Despite Microsoft’s considerable PR efforts, the negativity around Vista just keeps growing. Missed deadlines, lost features, mediocre reviews of preview releases, more lost features, no compelling reasons to upgrade, and now, questions from corporate users about TCO. Mary Jo Foley from MicrosoftWatch:

One enterprise user, who asked not to be named, recently posed an interesting question to me (via instant-messaging), regarding how Microsoft is expecting to make a business case for Vista.

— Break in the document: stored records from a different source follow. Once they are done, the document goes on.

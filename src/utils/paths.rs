use crate::error::{Result, SyncError};
use crate::project_identity;
use directories::{ProjectDirs, UserDirs};
use std::path::{Path, PathBuf};

pub fn expand_home(path: &Path) -> Result<PathBuf> {
    let path_str = path.to_string_lossy();

    if !path_str.starts_with('~') {
        return Ok(path.to_path_buf());
    }

    let user_dirs = UserDirs::new()
        .ok_or_else(|| SyncError::PathError("Could not determine user home directory".into()))?;
    let home = user_dirs.home_dir();

    if path_str == "~" {
        return Ok(home.to_path_buf());
    }

    let stripped = path_str
        .strip_prefix("~/")
        .ok_or_else(|| SyncError::PathError(format!("Invalid path format: {}", path_str)))?;

    Ok(home.join(stripped))
}

fn project_dirs() -> Result<ProjectDirs> {
    ProjectDirs::from(
        project_identity::PROJECT_QUALIFIER,
        project_identity::PROJECT_ORG,
        project_identity::BINARY_NAME,
    )
    .ok_or_else(|| SyncError::PathError("Could not determine project directories".into()))
}

pub fn config_dir() -> Result<PathBuf> {
    Ok(project_dirs()?.config_dir().to_path_buf())
}

pub fn settings_file() -> Result<PathBuf> {
    Ok(config_dir()?.join(project_identity::SETTINGS_FILE_BASENAME))
}

/// Machine-local runtime state (the run lock lives here).
pub fn state_dir() -> Result<PathBuf> {
    let dirs = project_dirs()?;
    Ok(dirs
        .state_dir()
        .unwrap_or_else(|| dirs.data_local_dir())
        .to_path_buf())
}

pub fn lock_file() -> Result<PathBuf> {
    Ok(state_dir()?.join(project_identity::LOCK_FILE_BASENAME))
}
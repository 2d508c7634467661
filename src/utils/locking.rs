//! Machine-wide run lock.
//!
//! Every command that may invoke a mutating package-manager operation holds
//! this lock, so two runs on one machine never drive the package manager at
//! the same time.

use crate::error::{Result, SyncError};
use crate::project_identity;
use crate::utils::paths;
use fs2::FileExt;
use std::fs::{self, File, OpenOptions};
use std::io::{Read, Write};
use std::path::{Path, PathBuf};
use tracing::debug;

pub struct RunLock {
    file: File,
    path: PathBuf,
}

impl RunLock {
    pub fn path(&self) -> &Path {
        &self.path
    }
}

impl Drop for RunLock {
    fn drop(&mut self) {
        let _ = fs::remove_file(&self.path);
        let _ = FileExt::unlock(&self.file);
    }
}

pub fn acquire() -> Result<RunLock> {
    acquire_at(paths::lock_file()?)
}

/// Take the lock at `lock_path`.
///
/// The OS releases the lock when its holder exits, so a file left behind
/// by a crashed run is simply locked again.
pub(crate) fn acquire_at(lock_path: PathBuf) -> Result<RunLock> {
    let io_error = |source| SyncError::IoError {
        path: lock_path.clone(),
        source,
    };

    if let Some(dir) = lock_path.parent() {
        fs::create_dir_all(dir).map_err(|source| SyncError::IoError {
            path: dir.to_path_buf(),
            source,
        })?;
    }

    let mut file = OpenOptions::new()
        .read(true)
        .write(true)
        .create(true)
        .truncate(false)
        .open(&lock_path)
        .map_err(io_error)?;

    if file.try_lock_exclusive().is_err() {
        let holder = holder_pid(&mut file)
            .map(|pid| format!(" (pid {})", pid))
            .unwrap_or_default();
        return Err(SyncError::LockError(format!(
            "Another {} process is currently running{}.\n\
             Lock file: {}\n\
             Wait for it to finish, or delete the lock file if no other run is active.",
            project_identity::BINARY_NAME,
            holder,
            lock_path.display()
        )));
    }

    file.set_len(0).map_err(io_error)?;
    writeln!(file, "{}", std::process::id()).map_err(io_error)?;
    debug!(path = %lock_path.display(), "run lock acquired");

    Ok(RunLock {
        file,
        path: lock_path,
    })
}

fn holder_pid(file: &mut File) -> Option<u32> {
    let mut content = String::new();
    file.read_to_string(&mut content).ok()?;
    content.trim().parse().ok()
}

#[cfg(test)]
mod tests {
    use super::*;
    use tempfile::tempdir;

    #[test]
    fn lock_contention_returns_error() {
        let dir = tempdir().expect("tempdir");
        let lock_path = dir.path().join("run").join("pkgsync.lock");

        let _lock = acquire_at(lock_path.clone()).expect("first lock");
        match acquire_at(lock_path) {
            Ok(_) => panic!("second lock should fail"),
            Err(err) => {
                assert!(matches!(err, SyncError::LockError(_)));
                let message = err.to_string();
                assert!(message.contains("currently running"));
                assert!(message.contains(&format!("pid {}", std::process::id())));
            }
        }
    }

    #[test]
    fn lock_file_is_removed_on_drop() {
        let dir = tempdir().expect("tempdir");
        let lock_path = dir.path().join("pkgsync.lock");

        {
            let lock = acquire_at(lock_path.clone()).expect("lock");
            assert!(lock.path().exists());
        }
        assert!(!lock_path.exists());
        acquire_at(lock_path).expect("relock after release");
    }

    #[test]
    fn leftover_unlocked_file_is_reclaimed() {
        let dir = tempdir().expect("tempdir");
        let lock_path = dir.path().join("pkgsync.lock");
        fs::write(&lock_path, "12345\n").expect("write");

        let lock = acquire_at(lock_path).expect("reclaim");
        let content = fs::read_to_string(lock.path()).expect("read");
        assert_eq!(content.trim(), std::process::id().to_string());
    }
}
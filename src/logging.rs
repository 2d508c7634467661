//! Diagnostic logging.
//!
//! Human-facing output goes through [`crate::ui`]; this is the structured
//! trace of what the engine decided and invoked, written to stderr.

use crate::project_identity;
use tracing_subscriber::{EnvFilter, fmt, prelude::*};

const DEFAULT_FILTER: &str = "warn";
const VERBOSE_FILTER: &str = "debug";

/// `PKGSYNC_LOG`, then `RUST_LOG`, then the verbosity default.
fn filter(verbose: bool) -> EnvFilter {
    let directive = project_identity::env_get("LOG")
        .or_else(|| std::env::var("RUST_LOG").ok().filter(|v| !v.trim().is_empty()));

    let fallback = if verbose { VERBOSE_FILTER } else { DEFAULT_FILTER };
    directive
        .and_then(|directive| EnvFilter::try_new(directive).ok())
        .unwrap_or_else(|| EnvFilter::new(fallback))
}

/// Install the global subscriber. Later calls are no-ops.
pub fn init(verbose: bool) {
    let fmt_layer = fmt::layer()
        .with_writer(std::io::stderr)
        .with_target(false)
        .with_level(true)
        .compact();

    let _ = tracing_subscriber::registry()
        .with(filter(verbose))
        .with(fmt_layer)
        .try_init();
}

MR. Biz: how are they going to make a business case for Vista?
MJF: that’s a good question…. I’m not really sure
MR. Biz: no matter how much tweaking MS does, it’s still not going to solve the resource requirements issue
MR. Biz: the 3D desktop should have been part of Plus
MR. Biz: vista will NEVER run on a $1000 PC
MR. Biz: EVER
MR. Biz: maybe a $1500 PC, but that one doesn’t exist Yet
MR. Biz: there aren’t cheap dual cores yet
MR. Biz: price point is still around $2000
MJF: u are right
MR. Biz: basic users don’t need this
MR. Biz: corporate users don’t need this
MR. Biz: the corps are gonna scream bloody Murder
MR. Biz: they can’t afford to put $2000+ desktops on each desk
MR. Biz: and buy all new copies of office to run on It
MR. Biz: what we’re talking about is a TCO of about $3000 per desktop
MR. Biz: maybe even more than that
MR. Biz: that’s before support costs
MR. Biz: that’s just the damn software and hardware
MR. Biz: even if they leave the server infrastructure the same
MR. Biz: which really, they can’t
MR. Biz: so I bet its more like $5000 a desktop
MR. Biz: never before has a windows release required such a major pill to swallow
MJF: good points

Vista has to prove that the security concerns are really tackled this time around. Information Week survey results show that corporations are tired of the security merry-go-around:

Security problems continue to dog Windows, four years after Microsoft revamped its entire engineering process to prevent leaky Microsoft code from dragging down its customers’ data centers–and Microsoft’s reputation. But the bug fixes are still coming fast and furious. Just last month, Microsoft patched 23 vulnerabilities in Windows and Office, flagging 16 with its most critical rating.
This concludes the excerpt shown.